|
Efficient, high-quality Bayer demosaic filtering on GPUs
Abstract
This paper describes a series of optimizations for implementing the
high-quality Malvar-He-Cutler Bayer demosaicing filter on a GPU in
OpenGL. Applying this filter is the first step in most video
processing pipelines, but is generally considered too slow for
real-time on a CPU. The optimized implementation contains 66% fewer
ALU operations than a direct GPU implementation and can filter 40
simultaneous HD 1080p video streams at 30 fps (2728 Mpix/s) on current
hardware. It is 2-3 times faster than a straightforward GPU
implementation of the same algorithm on many GPUs. Most of the
optimizations are applicable to other kinds of processors that support
SIMD instructions, like CPUs and DSPs.
BibTex
@article{mcguire09bayer,
author = {Morgan Mc{G}uire},
title = {Efficient, High-Quality Bayer Demosaic Filtering on GPUs},
journal = {Submitted to Journal of Graphics Tools},
year = {2009},
publisher = {AK Peters},
address = {Wellesley, MA}
}
Pixel Shader
/** Monochrome RGBA or GL_LUMINANCE Bayer encoded texture.*/
uniform sampler2D source;
varying vec4 center;
varying vec4 yCoord;
varying vec4 xCoord;
void main(void) {
#define fetch(x, y) texture2D(source, vec2(x, y)).r
float C = texture2D(source, center.xy).r; // ( 0, 0)

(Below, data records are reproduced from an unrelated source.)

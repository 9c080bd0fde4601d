//! Google Gemini API provider

use async_stream::stream;
use async_trait::async_trait;
use futures::StreamExt;
use reqwest::header::{HeaderMap, HeaderValue};
use reqwest_eventsource::{Event, EventSource};
use serde::{Deserialize, Serialize};

use crate::{
    error::{Error, Result},
    providers::{ChatClient, error_event},
    stream::{Completion, TextEvent, TextEventStream, collect_text},
    types::{ChatMessage, Context, Provider, RequestOptions, Role, StopReason, Usage},
};

/// Google Gemini API client
pub struct GoogleProvider {
    client: reqwest::Client,
    api_key: String,
    model: String,
    base_url: String,
}

impl GoogleProvider {
    /// Create a new Google provider
    pub fn new(
        api_key: impl Into<String>,
        model: impl Into<String>,
        base_url: impl Into<String>,
    ) -> Self {
        Self {
            client: reqwest::Client::new(),
            api_key: api_key.into(),
            model: model.into(),
            base_url: base_url.into(),
        }
    }

    /// Stream a response from Gemini
    pub async fn stream(
        &self,
        context: &Context,
        options: &RequestOptions,
    ) -> Result<TextEventStream> {
        let request = self.build_request(context, options);
        let url = format!(
            "{}/models/{}:streamGenerateContent?alt=sse",
            self.base_url, self.model
        );

        let mut headers = HeaderMap::new();
        headers.insert(
            "x-goog-api-key",
            HeaderValue::from_str(&self.api_key).map_err(|_| Error::InvalidApiKey)?,
        );
        headers.insert("content-type", HeaderValue::from_static("application/json"));

        let request_builder = self.client.post(&url).headers(headers).json(&request);

        let event_source = EventSource::new(request_builder)
            .map_err(|e| Error::Sse(format!("Failed to create event source: {}", e)))?;

        Ok(Box::pin(create_stream(event_source)))
    }

    fn build_request(&self, context: &Context, options: &RequestOptions) -> GeminiRequest {
        let contents = context.messages.iter().map(convert_message).collect();

        let system_instruction = context.system_prompt.as_ref().map(|prompt| GeminiContent {
            role: None,
            parts: vec![GeminiPart {
                text: prompt.clone(),
            }],
        });

        GeminiRequest {
            contents,
            system_instruction,
            generation_config: GeminiGenerationConfig {
                max_output_tokens: options.max_tokens,
                temperature: options.temperature,
            },
        }
    }
}

#[async_trait]
impl ChatClient for GoogleProvider {
    fn provider(&self) -> Provider {
        Provider::Google
    }

    fn model(&self) -> &str {
        &self.model
    }

    async fn complete(&self, context: &Context, options: &RequestOptions) -> Result<Completion> {
        collect_text(self.stream(context, options).await?).await
    }
}

fn convert_message(msg: &ChatMessage) -> GeminiContent {
    // Gemini calls the assistant role "model"
    let role = match msg.role {
        Role::User => "user",
        Role::Assistant => "model",
    };
    GeminiContent {
        role: Some(role),
        parts: vec![GeminiPart {
            text: msg.content.clone(),
        }],
    }
}

fn create_stream(mut event_source: EventSource) -> impl futures::Stream<Item = TextEvent> {
    stream! {
        let mut accumulated_text = String::new();
        let mut finish_reason: Option<String> = None;
        let mut usage = Usage::default();

        while let Some(event) = event_source.next().await {
            match event {
                Ok(Event::Open) => {}
                Ok(Event::Message(msg)) => {
                    if msg.data.is_empty() {
                        continue;
                    }

                    match serde_json::from_str::<GeminiStreamResponse>(&msg.data) {
                        Ok(response) => {
                            for candidate in &response.candidates {
                                if let Some(ref content) = candidate.content {
                                    for part in &content.parts {
                                        if let Some(ref text) = part.text {
                                            accumulated_text.push_str(text);
                                            yield TextEvent::Delta {
                                                delta: text.clone(),
                                            };
                                        }
                                    }
                                }
                                if let Some(ref reason) = candidate.finish_reason {
                                    finish_reason = Some(reason.clone());
                                }
                            }

                            if let Some(ref meta) = response.usage_metadata {
                                usage.input = meta.prompt_token_count.unwrap_or(0);
                                usage.output = meta.candidates_token_count.unwrap_or(0);
                            }
                        }
                        Err(e) => {
                            event_source.close();
                            if let Ok(error_response) = serde_json::from_str::<GeminiErrorResponse>(&msg.data) {
                                yield TextEvent::Error {
                                    status: error_response.error.code,
                                    error_type: error_response.error.status,
                                    message: error_response.error.message,
                                };
                                return;
                            }
                            yield TextEvent::Error {
                                status: None,
                                error_type: None,
                                message: format!("Failed to parse chunk: {}", e),
                            };
                            return;
                        }
                    }
                }
                Err(e) => {
                    event_source.close();
                    yield error_event(e).await;
                    return;
                }
            }
        }

        event_source.close();
        yield TextEvent::Done {
            text: accumulated_text,
            stop_reason: map_finish_reason(finish_reason.as_deref()),
            usage,
        };
    }
}

fn map_finish_reason(reason: Option<&str>) -> StopReason {
    match reason {
        Some("MAX_TOKENS") => StopReason::Length,
        _ => StopReason::Stop,
    }
}

// ============================================================================
// Request types
// ============================================================================

#[derive(Debug, Serialize)]
#[serde(rename_all = "camelCase")]
struct GeminiRequest {
    contents: Vec<GeminiContent>,
    #[serde(skip_serializing_if = "Option::is_none")]
    system_instruction: Option<GeminiContent>,
    generation_config: GeminiGenerationConfig,
}

#[derive(Debug, Serialize)]
struct GeminiContent {
    #[serde(skip_serializing_if = "Option::is_none")]
    role: Option<&'static str>,
    parts: Vec<GeminiPart>,
}

#[derive(Debug, Serialize)]
struct GeminiPart {
    text: String,
}

#[derive(Debug, Serialize)]
#[serde(rename_all = "camelCase")]
struct GeminiGenerationConfig {
    max_output_tokens: u32,
    #[serde(skip_serializing_if = "Option::is_none")]
    temperature: Option<f32>,
}

// ============================================================================
// Response types
// ============================================================================

#[derive(Debug, Deserialize)]
#[serde(rename_all = "camelCase")]
struct GeminiStreamResponse {
    #[serde(default)]
    candidates: Vec<GeminiCandidate>,
    #[serde(default)]
    usage_metadata: Option<GeminiUsageMetadata>,
}

#[derive(Debug, Deserialize)]
#[serde(rename_all = "camelCase")]
struct GeminiCandidate {
    content: Option<GeminiResponseContent>,
    finish_reason: Option<String>,
}

#[derive(Debug, Deserialize)]
struct GeminiResponseContent {
    #[serde(default)]
    parts: Vec<GeminiResponsePart>,
}

#[derive(Debug, Deserialize)]
struct GeminiResponsePart {
    text: Option<String>,
}

#[derive(Debug, Deserialize)]
#[serde(rename_all = "camelCase")]
struct GeminiUsageMetadata {
    prompt_token_count: Option<u32>,
    candidates_token_count: Option<u32>,
}

#[derive(Debug, Deserialize)]
struct GeminiErrorResponse {
    error: GeminiError,
}

#[derive(Debug, Deserialize)]
struct GeminiError {
    code: Option<u16>,
    status: Option<String>,
    message: String,
}
//! Generation: request, extract, validate (one corrective re-prompt), execute

use tokio_util::sync::CancellationToken;

use crate::{
    error::{PipelineError, Result},
    events::{PipelineEvent, RunKind},
    pipeline::{Pipeline, RunOutcome},
    prompts,
    session::Session,
    validate::validate,
};

impl Pipeline {
    /// Turn a natural-language request into an executed program.
    ///
    /// History is replayed to the provider and grows by one user and one
    /// assistant turn only when the program runs successfully. A failed
    /// execution leaves `last_code`/`last_error` for [`Pipeline::repair`].
    pub async fn generate(&self, session: &mut Session, request: &str) -> Result<RunOutcome> {
        let request = request.trim();
        if request.is_empty() {
            return Err(self.fail(PipelineError::EmptyRequest));
        }
        if !session.active().has_credentials() {
            return Err(self.fail(PipelineError::NoCredentials {
                provider: session.provider,
            }));
        }

        let (_guard, cancel) = self.begin(RunKind::Generate, request)?;
        let result = self.generate_inner(session, request, &cancel).await;
        self.finish(result)
    }

    async fn generate_inner(
        &self,
        session: &mut Session,
        request: &str,
        cancel: &CancellationToken,
    ) -> Result<RunOutcome> {
        let convention = &self.config.convention;
        let client = self.clients.create(session.provider, session.active())?;

        let mut raw = self.call(client.as_ref(), &session.history, request, cancel).await?;
        session.last_response = raw.clone();
        let mut code = self.extractor.extract(&raw);

        if let Err(first) = validate(convention, &code, &raw) {
            tracing::info!("extraction failed, sending corrective prompt: {}", first.kind());
            self.emit(PipelineEvent::CorrectivePrompt {
                reason: first.to_string(),
            });

            // Sent without the prior conversation
            let corrective = prompts::corrective_prompt(convention, request);
            raw = self.call(client.as_ref(), &[], &corrective, cancel).await?;
            session.last_response = raw.clone();
            code = self.extractor.extract(&raw);

            validate(convention, &code, &raw).map_err(|e| PipelineError::ExtractionFailed {
                reason: e.to_string(),
            })?;
        }

        self.emit(PipelineEvent::Extracted {
            lines: code.lines().count(),
        });

        let attempt = self.execute_program(&code, cancel).await;
        match attempt.result {
            Ok(exec) => {
                session.record_success(request, &raw, &attempt.patched.code);
                Ok(self.outcome(attempt.patched, exec, None))
            }
            Err(e) => {
                self.settle_failure(session, &attempt.patched.code, &e);
                Err(e)
            }
        }
    }
}
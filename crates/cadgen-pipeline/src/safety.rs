//! Substring denylist checked before anything is executed

use crate::error::{PipelineError, Result};

/// Literal substrings that reject a program, matched case-sensitively
/// anywhere in the text, comments and strings included.
pub const BANNED: &[&str] = &[
    "os.system",
    "subprocess",
    "eval(",
    "exec(",
    "__import__",
    "shutil.",
    "requests.",
    "urllib",
];

/// Every banned substring present in `code`, in denylist order
pub fn banned_matches(code: &str) -> Vec<String> {
    BANNED
        .iter()
        .filter(|banned| code.contains(*banned))
        .map(|banned| banned.to_string())
        .collect()
}

/// Reject `code` if it contains any banned substring
pub fn check(code: &str) -> Result<()> {
    let matches = banned_matches(code);
    if matches.is_empty() {
        Ok(())
    } else {
        tracing::warn!("safety gate rejected program: {:?}", matches);
        Err(PipelineError::UnsafeCodeRejected { matches })
    }
}
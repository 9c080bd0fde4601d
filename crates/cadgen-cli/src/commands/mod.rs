//! Slash commands for interactive mode

mod provider;
mod session;

pub use provider::{ModelCommand, ProviderCommand};
pub use session::SessionCommand;

use crate::samples::{self, Sample};
use cadgen_ai::Provider;
use cadgen_pipeline::Session;

/// Result of executing a slash command
#[derive(Debug)]
pub enum CommandResult {
    /// Show a message to the user
    Message(String),
    /// Run the repair loop, optionally with an explicit attempt count
    Retry(Option<u32>),
    /// Clear history and the last run
    Clear,
    /// Switch the active provider
    ChangeProvider(Provider),
    /// Set the model of the active provider
    ChangeModel(String),
    /// Probe the active provider
    TestConnection,
    /// Print the copy-paste prompt for a request
    Prompt(String),
    /// Read a pasted response from stdin and run it
    Paste,
    /// Run a bundled sample
    RunSample(&'static Sample),
    /// Exit the application
    Exit,
    /// Unknown command
    Unknown(String),
}

/// Parse and execute a slash command
pub fn execute_command(input: &str, session: &Session) -> Option<CommandResult> {
    let input = input.trim();

    let rest = input.strip_prefix('/')?;
    let (command, args) = rest.split_once(char::is_whitespace).unwrap_or((rest, ""));
    let command = command.to_lowercase();
    let args = args.trim();

    Some(match command.as_str() {
        "help" | "h" | "?" => CommandResult::Message(help_message()),

        "retry" | "r" => {
            if args.is_empty() {
                CommandResult::Retry(None)
            } else {
                match args.parse::<u32>() {
                    Ok(n) if n >= 1 => CommandResult::Retry(Some(n)),
                    _ => CommandResult::Message(format!(
                        "Invalid attempt count: '{}'\nUsage: /retry [N]",
                        args
                    )),
                }
            }
        }

        "clear" | "c" => CommandResult::Clear,

        "history" => SessionCommand::history(session),

        "code" => SessionCommand::code(session),

        "error" => SessionCommand::error(session),

        "provider" | "p" => ProviderCommand::execute(args, session),

        "model" | "m" => ModelCommand::execute(args, session),

        "test" => CommandResult::TestConnection,

        "prompt" => {
            if args.is_empty() {
                CommandResult::Message("Usage: /prompt <what to build>".to_string())
            } else {
                CommandResult::Prompt(args.to_string())
            }
        }

        "paste" => CommandResult::Paste,

        "samples" => CommandResult::Message(samples::listing()),

        "sample" => match samples::find(args) {
            Some(sample) => CommandResult::RunSample(sample),
            None if args.is_empty() => CommandResult::Message(samples::listing()),
            None => CommandResult::Message(format!(
                "No sample named '{}'\nUse /samples to list them",
                args
            )),
        },

        "quit" | "exit" | "q" => CommandResult::Exit,

        _ => CommandResult::Unknown(command),
    })
}

fn help_message() -> String {
    r#"Type what you want to build, e.g. "a 10mm cube with a 4mm hole".

Available commands:
  /help, /h, /?          Show this help message
  /retry, /r [N]         Ask the model to fix the last failing program (N attempts)
  /clear, /c             Clear history and the last run
  /history               List conversation turns
  /code                  Show the last executed program
  /error                 Show the last error
  /provider, /p [name]   Show or switch provider (anthropic, openai, google)
  /model, /m [id]        Show or set the model of the active provider
  /test                  Check the active provider's credentials
  /prompt <request>      Print a prompt to paste into an external chat
  /paste                 Paste a chat reply (end with a line containing only '.')
  /samples               List bundled samples
  /sample <id>           Run a bundled sample
  /quit, /exit, /q       Exit cadgen

Press Ctrl-C to abort a running request or program."#
        .to_string()
}
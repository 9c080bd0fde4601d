//! /provider and /model commands

use super::CommandResult;
use cadgen_ai::Provider;
use cadgen_pipeline::Session;

pub struct ProviderCommand;

impl ProviderCommand {
    /// List providers if no args, otherwise switch to the named one
    pub fn execute(args: &str, session: &Session) -> CommandResult {
        if args.is_empty() {
            return CommandResult::Message(list_providers(session));
        }
        match args.parse::<Provider>() {
            Ok(provider) => CommandResult::ChangeProvider(provider),
            Err(e) => CommandResult::Message(e.to_string()),
        }
    }
}

pub struct ModelCommand;

impl ModelCommand {
    /// Show the active model if no args, otherwise set it
    pub fn execute(args: &str, session: &Session) -> CommandResult {
        if args.is_empty() {
            CommandResult::Message(format!(
                "Model: {} ({})\nSet with: /model <id>",
                session.active().model,
                session.provider
            ))
        } else {
            CommandResult::ChangeModel(args.to_string())
        }
    }
}

fn list_providers(session: &Session) -> String {
    let mut output = String::from("Providers:\n");
    for provider in Provider::ALL {
        let settings = session.settings(provider);
        let marker = if provider == session.provider { " *" } else { "" };
        let key = if settings.has_credentials() {
            "key set"
        } else {
            "no key"
        };
        output.push_str(&format!(
            "  {:<10} {:<24} ({}){}\n",
            provider.id(),
            settings.model,
            key,
            marker
        ));
    }
    output.push_str("\nSwitch with: /provider <name>");
    output
}
//! cadgen-ai: chat-completion clients
//!
//! Uniform access to the Anthropic, OpenAI and Google chat APIs. Every
//! provider streams its response and the client collects it into a single
//! text completion; rate-limit handling is applied uniformly by
//! [`retry::RetryingClient`].

pub mod error;
pub mod providers;
pub mod retry;
pub mod stream;
pub mod types;

pub use error::{Error, Result};
pub use providers::ChatClient;
pub use retry::{RetryPolicy, RetryingClient};
pub use stream::{Completion, TextEvent, TextEventStream};
pub use types::*;
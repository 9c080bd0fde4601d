//! Chat provider implementations

pub mod anthropic;
pub mod google;
pub mod openai;

use crate::{
    ChatMessage, Completion, Context, Error, Provider, RequestOptions, Result,
};
use async_trait::async_trait;

/// Probe message used by [`ChatClient::test_connection`]
const PROBE_MESSAGE: &str = "hi";
/// Token cap for the connection check
const PROBE_MAX_TOKENS: u32 = 8;

/// Trait for chat providers
#[async_trait]
pub trait ChatClient: Send + Sync {
    /// Which provider this client talks to
    fn provider(&self) -> Provider;

    /// Model identifier sent with each request
    fn model(&self) -> &str;

    /// Run one request to completion
    async fn complete(&self, context: &Context, options: &RequestOptions) -> Result<Completion>;

    /// Send `message` after replaying `history`, with `system_prompt` on the
    /// provider's instruction channel. Returns the generated text.
    async fn generate(
        &self,
        system_prompt: &str,
        history: &[ChatMessage],
        message: &str,
        options: &RequestOptions,
    ) -> Result<String> {
        let mut context = Context::with_system(system_prompt);
        context.messages.extend_from_slice(history);
        context.push(ChatMessage::user(message));

        let completion = self.complete(&context, options).await?;
        tracing::debug!(
            "{} replied with {} chars ({} in / {} out tokens)",
            self.provider(),
            completion.text.len(),
            completion.usage.input,
            completion.usage.output
        );
        Ok(completion.text)
    }

    /// Minimal round trip used to validate credentials
    async fn test_connection(&self) -> Result<()> {
        let mut context = Context::default();
        context.push(ChatMessage::user(PROBE_MESSAGE));
        let options = RequestOptions {
            max_tokens: PROBE_MAX_TOKENS,
            temperature: None,
        };
        self.complete(&context, &options).await.map(|_| ())
    }
}

/// Build the client for `provider`
pub fn connect(
    provider: Provider,
    api_key: impl Into<String>,
    model: impl Into<String>,
    base_url: Option<&str>,
) -> Result<Box<dyn ChatClient>> {
    let api_key = api_key.into();
    if api_key.trim().is_empty() {
        return Err(Error::InvalidApiKey);
    }
    let base_url = base_url
        .unwrap_or(provider.default_base_url())
        .trim_end_matches('/')
        .to_string();
    let model = model.into();

    let client: Box<dyn ChatClient> = match provider {
        Provider::Anthropic => Box::new(anthropic::AnthropicProvider::new(api_key, model, base_url)),
        Provider::OpenAI => Box::new(openai::OpenAIProvider::new(api_key, model, base_url)),
        Provider::Google => Box::new(google::GoogleProvider::new(api_key, model, base_url)),
    };
    Ok(client)
}

/// Pull a readable message out of an error response body.
///
/// All three APIs wrap failures as `{"error": {"message": ...}}`; anything
/// else is returned trimmed.
pub(crate) fn error_message_from_body(body: &str) -> String {
    serde_json::from_str::<serde_json::Value>(body)
        .ok()
        .and_then(|v| {
            v.pointer("/error/message")
                .and_then(|m| m.as_str())
                .map(str::to_string)
        })
        .unwrap_or_else(|| body.trim().to_string())
}

/// Turn an event-source failure into a terminal text event
pub(crate) async fn error_event(error: reqwest_eventsource::Error) -> crate::TextEvent {
    match error {
        reqwest_eventsource::Error::InvalidStatusCode(status, response) => {
            let body = response.text().await.unwrap_or_default();
            crate::TextEvent::Error {
                status: Some(status.as_u16()),
                error_type: None,
                message: error_message_from_body(&body),
            }
        }
        other => crate::TextEvent::Error {
            status: None,
            error_type: None,
            message: other.to_string(),
        },
    }
}
//! Locate the mesh a successful program exported

use regex::Regex;
use std::path::{Path, PathBuf};
use std::sync::LazyLock;

static EXPORT_STL: LazyLock<Regex> = LazyLock::new(|| {
    Regex::new(r#"export_stl\s*\([^,]+,\s*['"]([^'"]+\.stl)['"]"#).unwrap()
});

/// Find the mesh file to show for `code`.
///
/// Literal `export_stl(..., "<path>.stl")` targets that exist win, the last
/// one in the program first. Otherwise the most recently modified mesh in
/// `output_dir` is used. Relative paths resolve against `working_dir`.
pub fn find_latest_mesh(
    code: &str,
    working_dir: &Path,
    output_dir: &Path,
    extension: &str,
) -> Option<PathBuf> {
    let literal = EXPORT_STL
        .captures_iter(code)
        .map(|caps| resolve(working_dir, &caps[1]))
        .collect::<Vec<_>>()
        .into_iter()
        .rev()
        .find(|path| path.is_file());

    literal.or_else(|| newest_with_extension(&resolve_dir(working_dir, output_dir), extension))
}

fn resolve(working_dir: &Path, path: &str) -> PathBuf {
    let path = Path::new(path);
    if path.is_absolute() {
        path.to_path_buf()
    } else {
        working_dir.join(path)
    }
}

fn resolve_dir(working_dir: &Path, dir: &Path) -> PathBuf {
    if dir.is_absolute() {
        dir.to_path_buf()
    } else {
        working_dir.join(dir)
    }
}

fn newest_with_extension(dir: &Path, extension: &str) -> Option<PathBuf> {
    let entries = std::fs::read_dir(dir).ok()?;
    entries
        .filter_map(|entry| entry.ok())
        .map(|entry| entry.path())
        .filter(|path| path.is_file() && path.extension().is_some_and(|ext| ext == extension))
        .filter_map(|path| {
            let modified = path.metadata().and_then(|m| m.modified()).ok()?;
            Some((modified, path))
        })
        .max_by_key(|(modified, _)| *modified)
        .map(|(_, path)| path)
}
//! Pipeline event types

use cadgen_ai::Provider;
use serde::{Deserialize, Serialize};
use std::path::PathBuf;

/// Which entry point started a run
#[derive(Debug, Clone, Copy, PartialEq, Eq, Serialize, Deserialize)]
#[serde(rename_all = "snake_case")]
pub enum RunKind {
    Generate,
    Repair,
    Pasted,
    Program,
}

/// Events emitted while a run progresses, one per stage transition
#[derive(Debug, Clone, PartialEq, Serialize, Deserialize)]
#[serde(tag = "type", rename_all = "snake_case")]
pub enum PipelineEvent {
    /// A run started
    RunStart { kind: RunKind, label: String },

    /// Provider call issued
    Requesting { provider: Provider, model: String },

    /// Provider call returned
    ResponseReceived { chars: usize },

    /// Validation failed once; a code-only prompt follows
    CorrectivePrompt { reason: String },

    /// A program was extracted from the response
    Extracted { lines: usize },

    /// Auto-patch rewrote the program
    Patched { changes: Vec<String> },

    /// Program handed to the executor
    Executing,

    /// Repair attempt `attempt` of `max_attempts` started
    RepairAttempt { attempt: u32, max_attempts: u32 },

    /// A repair attempt failed and the loop continues
    AttemptFailed { attempt: u32, error: String },

    /// The run produced a finished part
    Succeeded {
        result_type: String,
        /// Mesh file to view, if one was found
        mesh: Option<PathBuf>,
        /// Text the program printed
        output: String,
        /// Repair attempt that succeeded, for repair runs
        attempt: Option<u32>,
    },

    /// The run ended without a part
    Failed { kind: String, message: String },
}

impl PipelineEvent {
    /// Check if this is a terminal event
    pub fn is_terminal(&self) -> bool {
        matches!(
            self,
            PipelineEvent::Succeeded { .. } | PipelineEvent::Failed { .. }
        )
    }
}

#[cfg(test)]
mod tests {
    use super::*;

    #[test]
    fn test_serialized_tag() {
        let event = PipelineEvent::RepairAttempt {
            attempt: 2,
            max_attempts: 3,
        };
        let json = serde_json::to_value(&event).unwrap();
        assert_eq!(json["type"], "repair_attempt");
        assert_eq!(json["attempt"], 2);
    }

    #[test]
    fn test_terminal_events() {
        assert!(PipelineEvent::Failed {
            kind: "busy".into(),
            message: "busy".into()
        }
        .is_terminal());
        assert!(!PipelineEvent::Executing.is_terminal());
    }
}
//! Error types for cadgen-ai

use thiserror::Error;

/// Result type alias using cadgen-ai Error
pub type Result<T> = std::result::Result<T, Error>;

/// Errors that can occur when talking to a chat provider
#[derive(Error, Debug)]
pub enum Error {
    /// HTTP request failed
    #[error("HTTP error: {0}")]
    Http(#[from] reqwest::Error),

    /// JSON serialization/deserialization failed
    #[error("JSON error: {0}")]
    Json(#[from] serde_json::Error),

    /// Provider answered with a non-success HTTP status
    #[error("API error ({status}): {message}")]
    Status { status: u16, message: String },

    /// Provider reported an error inside the response stream
    #[error("API error: {message} (type: {error_type})")]
    Api { error_type: String, message: String },

    /// Authentication failed
    #[error("Authentication failed: {0}")]
    Auth(String),

    /// Invalid or missing API key
    #[error("Invalid or missing API key")]
    InvalidApiKey,

    /// Request was cancelled
    #[error("Request aborted")]
    Aborted,

    /// Server-sent events error
    #[error("SSE error: {0}")]
    Sse(String),

    /// Unexpected response format
    #[error("Unexpected response: {0}")]
    UnexpectedResponse(String),

    /// Invalid configuration
    #[error("Invalid configuration: {0}")]
    InvalidConfig(String),
}

impl Error {
    /// Create an API error from type and message
    pub fn api(error_type: impl Into<String>, message: impl Into<String>) -> Self {
        Self::Api {
            error_type: error_type.into(),
            message: message.into(),
        }
    }

    /// Map an HTTP status and body message to an error
    pub fn from_status(status: u16, message: impl Into<String>) -> Self {
        let message = message.into();
        match status {
            401 | 403 => Self::Auth(message),
            _ => Self::Status { status, message },
        }
    }

    /// The HTTP-equivalent status code, when the error carries one.
    ///
    /// In-stream errors are mapped by type: `rate_limit_error` is 429 and
    /// `overloaded_error` is 529.
    pub fn status(&self) -> Option<u16> {
        match self {
            Error::Status { status, .. } => Some(*status),
            Error::Http(e) => e.status().map(|s| s.as_u16()),
            Error::Api { error_type, .. } => {
                let et = error_type.to_lowercase();
                if et.contains("rate_limit") || et.contains("resource_exhausted") {
                    Some(429)
                } else if et.contains("overloaded") {
                    Some(529)
                } else {
                    None
                }
            }
            _ => None,
        }
    }

    /// Check if this error is a rate-limit response
    pub fn is_rate_limited(&self) -> bool {
        self.status() == Some(429)
    }
}

#[cfg(test)]
mod tests {
    use super::*;

    #[test]
    fn test_from_status_auth() {
        assert!(matches!(Error::from_status(401, "bad key"), Error::Auth(_)));
        assert!(matches!(Error::from_status(403, "forbidden"), Error::Auth(_)));
    }

    #[test]
    fn test_from_status_keeps_code() {
        let e = Error::from_status(429, "slow down");
        assert_eq!(e.status(), Some(429));
        assert!(e.is_rate_limited());
        assert_eq!(e.to_string(), "API error (429): slow down");
    }

    #[test]
    fn test_api_rate_limit_type_maps_to_429() {
        let e = Error::api("rate_limit_error", "You have exceeded the rate limit");
        assert_eq!(e.status(), Some(429));
    }

    #[test]
    fn test_api_overloaded_maps_to_529() {
        let e = Error::api("overloaded_error", "Overloaded");
        assert_eq!(e.status(), Some(529));
        assert!(!e.is_rate_limited());
    }

    #[test]
    fn test_other_errors_have_no_status() {
        assert_eq!(Error::InvalidApiKey.status(), None);
        assert_eq!(Error::Aborted.status(), None);
        assert_eq!(Error::api("invalid_request_error", "bad").status(), None);
    }
}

const vec4 kC = vec4( 4.0, 6.0, 5.0, 5.0) / 8.0;
// Determine which of four types of pixels we are on.
vec2 alternate = mod(floor(center.zw), 2.0);
vec4 Dvec = vec4(
fetch(xCoord[1], yCoord[1]), // (-1,-1)
fetch(xCoord[1], yCoord[2]), // (-1, 1)
fetch(xCoord[2], yCoord[1]), // ( 1,-1)
fetch(xCoord[2], yCoord[2])); // ( 1, 1)
vec4 PATTERN = (kC.xyz * C).xyzz;
// Can also be a dot product with (1,1,1,1) on hardware where that is
// specially optimized.
// Equivalent to: D = Dvec[0] + Dvec[1] + Dvec[2] + Dvec[3];
Dvec.xy += Dvec.zw;
Dvec.x += Dvec.y;
vec4 value = vec4(
fetch(center.x, yCoord[0]), // ( 0,-2)
fetch(center.x, yCoord[1]), // ( 0,-1)
fetch(xCoord[0], center.y), // (-1, 0)
fetch(xCoord[1], center.y)); // (-2, 0)
vec4 temp = vec4(
fetch(center.x, yCoord[3]), // ( 0, 2)
fetch(center.x, yCoord[2]), // ( 0, 1)
fetch(xCoord[3], center.y), // ( 2, 0)
fetch(xCoord[2], center.y)); // ( 1, 0)
// Even the simplest compilers should be able to constant-fold these to avoid the division.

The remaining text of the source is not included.